Collected data
========================================

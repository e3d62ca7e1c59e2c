use async_trait::async_trait;
use chrono::Utc;
use rail_core::repository::{AccountRepository, NewAccount, PnrRepository, TrainRepository};
use rail_core::{CoreError, CoreResult};
use rail_shared::{PnrRecord, TrainRoute, UserAccount};
use tokio::sync::RwLock;
use tracing::{debug, info};

use crate::app_config::StoreConfig;
use crate::seed::SeedData;
use crate::StoreError;

/// Process-wide dataset behind the mock service.
///
/// PNR records and routes are immutable after construction; accounts only grow,
/// and every insertion goes through the single write guard on `users`.
pub struct MemoryStore {
    users: RwLock<Vec<UserAccount>>,
    pnr_records: Vec<PnrRecord>,
    trains: Vec<TrainRoute>,
}

impl MemoryStore {
    pub fn from_seed(seed: SeedData) -> Self {
        Self {
            users: RwLock::new(seed.users),
            pnr_records: seed.pnr_records,
            trains: seed.trains,
        }
    }

    pub fn seeded() -> Self {
        Self::from_seed(SeedData::builtin())
    }

    pub fn from_config(config: &StoreConfig) -> Result<Self, StoreError> {
        let seed = match &config.seed_file {
            Some(path) => {
                info!("Loading seed data from {}", path);
                SeedData::from_file(path)?
            }
            None => SeedData::builtin(),
        };
        Ok(Self::from_seed(seed))
    }
}

impl Default for MemoryStore {
    fn default() -> Self {
        Self::seeded()
    }
}

/// "user" + epoch millis. Two signups in the same millisecond would collide, so the
/// numeric part is bumped until it is free.
fn generate_username(existing: &[UserAccount]) -> String {
    let mut stamp = Utc::now().timestamp_millis();
    loop {
        let candidate = format!("user{}", stamp);
        if !existing.iter().any(|u| u.username == candidate) {
            return candidate;
        }
        stamp += 1;
    }
}

#[async_trait]
impl AccountRepository for MemoryStore {
    async fn find_by_credentials(
        &self,
        identifier: &str,
        password: &str,
    ) -> CoreResult<Option<UserAccount>> {
        let users = self.users.read().await;
        Ok(users
            .iter()
            .find(|u| u.is_identified_by(identifier) && u.password_matches(password))
            .cloned())
    }

    async fn register(&self, account: NewAccount) -> CoreResult<UserAccount> {
        let mut users = self.users.write().await;

        if users.iter().any(|u| u.conflicts_with(&account.mobile, &account.email)) {
            return Err(CoreError::ConflictError(
                "mobile or email already registered".to_string(),
            ));
        }

        let created = UserAccount {
            id: users.len() as u64 + 1,
            username: generate_username(&users),
            mobile: account.mobile,
            email: account.email,
            password: account.password,
            name: account.name,
        };
        debug!(user_id = created.id, username = %created.username, "Account stored");

        users.push(created.clone());
        Ok(created)
    }

    async fn count(&self) -> CoreResult<usize> {
        Ok(self.users.read().await.len())
    }

    async fn first(&self) -> CoreResult<Option<UserAccount>> {
        Ok(self.users.read().await.first().cloned())
    }
}

#[async_trait]
impl PnrRepository for MemoryStore {
    async fn find_pnr(&self, pnr: &str) -> CoreResult<Option<PnrRecord>> {
        Ok(self.pnr_records.iter().find(|r| r.pnr == pnr).cloned())
    }
}

#[async_trait]
impl TrainRepository for MemoryStore {
    async fn search_trains(&self, from: &str, to: &str) -> CoreResult<Vec<TrainRoute>> {
        Ok(self
            .trains
            .iter()
            .filter(|t| t.serves(from, to))
            .cloned()
            .collect())
    }
}

#[cfg(test)]
mod tests {
    use super::*;
    use rail_shared::Masked;
    use std::sync::Arc;

    fn new_account(mobile: &str, email: &str) -> NewAccount {
        NewAccount {
            mobile: mobile.to_string(),
            email: email.to_string(),
            name: "Asha Rao".to_string(),
            password: Masked::from("Secret@12"),
        }
    }

    #[tokio::test]
    async fn test_find_by_handle_or_mobile() {
        let store = MemoryStore::seeded();
        let by_handle = store.find_by_credentials("demo123", "Demo@123").await.unwrap();
        let by_mobile = store.find_by_credentials("9876543210", "Demo@123").await.unwrap();
        assert_eq!(by_handle.unwrap().id, 1);
        assert_eq!(by_mobile.unwrap().id, 1);

        let wrong = store.find_by_credentials("demo123", "demo@123").await.unwrap();
        assert!(wrong.is_none());
    }

    #[tokio::test]
    async fn test_register_assigns_next_id() {
        let store = MemoryStore::seeded();
        let created = store
            .register(new_account("9123456780", "asha@example.com"))
            .await
            .unwrap();

        assert_eq!(created.id, 2);
        assert!(created.username.starts_with("user"));
        assert_eq!(store.count().await.unwrap(), 2);
    }

    #[tokio::test]
    async fn test_register_rejects_duplicates() {
        let store = MemoryStore::seeded();

        let same_mobile = store.register(new_account("9876543210", "x@example.com")).await;
        let same_email = store.register(new_account("9000000000", "demo@example.com")).await;

        assert!(matches!(same_mobile, Err(CoreError::ConflictError(_))));
        assert!(matches!(same_email, Err(CoreError::ConflictError(_))));
        assert_eq!(store.count().await.unwrap(), 1);
    }

    #[tokio::test]
    async fn test_concurrent_registrations_get_distinct_ids_and_handles() {
        let store = Arc::new(MemoryStore::seeded());

        let mut handles = Vec::new();
        for i in 0..20 {
            let store = store.clone();
            handles.push(tokio::spawn(async move {
                store
                    .register(new_account(&format!("90000000{:02}", i), &format!("p{}@example.com", i)))
                    .await
                    .unwrap()
            }));
        }

        let mut ids = Vec::new();
        let mut usernames = Vec::new();
        for handle in handles {
            let account = handle.await.unwrap();
            ids.push(account.id);
            usernames.push(account.username);
        }
        ids.sort();
        usernames.sort();
        usernames.dedup();

        assert_eq!(ids, (2..=21).collect::<Vec<u64>>());
        assert_eq!(usernames.len(), 20);
    }

    #[tokio::test]
    async fn test_search_is_exact_match() {
        let store = MemoryStore::seeded();
        let lko = store.search_trains("NDLS", "LKO").await.unwrap();
        assert_eq!(lko.len(), 1);
        assert_eq!(lko[0].number, "12020");

        assert!(store.search_trains("ndls", "lko").await.unwrap().is_empty());
        assert!(store.search_trains("XXXX", "YYYY").await.unwrap().is_empty());
    }

    #[tokio::test]
    async fn test_from_config_without_seed_file_uses_builtin() {
        let store = MemoryStore::from_config(&StoreConfig::default()).unwrap();
        assert!(store.find_pnr("1234567890").await.unwrap().is_some());
        assert_eq!(store.first().await.unwrap().unwrap().username, "demo123");
    }
}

========================================

**EXERCISE GOAL:** Wherever a line in the data above holds "AccountRepository", copy that line.

**SOLUTION TO THIS EXERCISE:**
use rail_core::repository::{AccountRepository, NewAccount, PnrRepository, TrainRepository};
impl AccountRepository for MemoryStore {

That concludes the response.